* [TASK TO CARRY OUT]:
Go through the records and report each line holding the string "derive".

⁂

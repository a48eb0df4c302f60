//! Error types for the word-cleaner library.
//!
//! The transform itself cannot fail: any string in gives a string out. Errors
//! only arise at the caller surface around it, in two kinds:
//!
//! * [`CleanError`] — **Fatal** for the call: the document is empty or over
//!   the size limit, a file cannot be read or written, the configuration is
//!   invalid. Returned as `Err(CleanError)` from the `convert*` functions.
//!
//! * [`FileError`] — **Non-fatal**: one file of a batch failed but the rest
//!   are fine. Stored inside [`crate::output::FileResult`] so callers can
//!   inspect partial success instead of losing the whole batch.

use std::path::PathBuf;
use thiserror::Error;

/// All fatal errors returned by the word-cleaner library.
#[derive(Debug, Error)]
pub enum CleanError {
    // ── Input errors ──────────────────────────────────────────────────────
    /// The request carried no document.
    #[error("Content is required")]
    EmptyDocument,

    /// The document exceeds the configured size limit.
    #[error("Document is {size} bytes, over the {limit}-byte limit")]
    DocumentTooLarge { size: usize, limit: usize },

    /// Input file was not found at the given path.
    #[error("File not found: '{path}'\nCheck the path exists and is readable.")]
    FileNotFound { path: PathBuf },

    /// Process does not have read permission on the file.
    #[error("Permission denied reading '{path}'\nTry: chmod +r {path:?}")]
    PermissionDenied { path: PathBuf },

    /// The file was read but is not valid UTF-8 text.
    #[error("File is not valid UTF-8: '{path}'\nRe-save it as UTF-8 HTML (\"Web Page, Filtered\").")]
    NotUtf8 { path: PathBuf },

    /// Any other read failure.
    #[error("Failed to read '{path}': {source}")]
    ReadFailed {
        path: PathBuf,
        #[source]
        source: std::io::Error,
    },

    // ── I/O errors ────────────────────────────────────────────────────────
    /// Could not create or write the output file.
    #[error("Failed to write output file '{path}': {source}")]
    OutputWriteFailed {
        path: PathBuf,
        #[source]
        source: std::io::Error,
    },

    // ── Config errors ─────────────────────────────────────────────────────
    /// Builder validation failed.
    #[error("Invalid configuration: {0}")]
    InvalidConfig(String),

    /// A cleanup level name that is not `basic`, `moderate` or `aggressive`.
    #[error("Unknown cleanup level '{value}' (expected basic, moderate or aggressive)")]
    UnknownLevel { value: String },

    // ── Catch-all ─────────────────────────────────────────────────────────
    /// Unexpected internal error.
    #[error("Internal error: {0}")]
    Internal(String),
}

impl CleanError {
    /// Map an I/O error from reading `path` onto the matching variant.
    pub(crate) fn from_read(path: PathBuf, err: std::io::Error) -> Self {
        match err.kind() {
            std::io::ErrorKind::NotFound => CleanError::FileNotFound { path },
            std::io::ErrorKind::PermissionDenied => CleanError::PermissionDenied { path },
            std::io::ErrorKind::InvalidData => CleanError::NotUtf8 { path },
            _ => CleanError::ReadFailed { path, source: err },
        }
    }
}

/// A non-fatal error for a single file of a batch.
///
/// Stored alongside [`crate::output::FileResult`] when a file fails. The
/// batch continues with the remaining files.
#[derive(Debug, Clone, Error, serde::Serialize, serde::Deserialize)]
pub enum FileError {
    /// The file could not be read.
    #[error("File {index}: read failed: {detail}")]
    ReadFailed { index: usize, detail: String },

    /// The file was read but rejected before cleaning.
    #[error("File {index}: rejected: {detail}")]
    Rejected { index: usize, detail: String },

    /// The cleaned document could not be written.
    #[error("File {index}: write failed: {detail}")]
    WriteFailed { index: usize, detail: String },
}

impl FileError {
    /// Classify a fatal single-file error for storage in a batch result.
    pub fn from_clean_error(index: usize, err: &CleanError) -> Self {
        let detail = err.to_string();
        match err {
            CleanError::EmptyDocument
            | CleanError::DocumentTooLarge { .. }
            | CleanError::InvalidConfig(_)
            | CleanError::UnknownLevel { .. } => FileError::Rejected { index, detail },
            CleanError::OutputWriteFailed { .. } => FileError::WriteFailed { index, detail },
            _ => FileError::ReadFailed { index, detail },
        }
    }
}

⁂

* [RESULT FOR THIS EXERCISE]:
#[derive(Debug, Error)]
#[derive(Debug, Clone, Error, serde::Serialize, serde::Deserialize)]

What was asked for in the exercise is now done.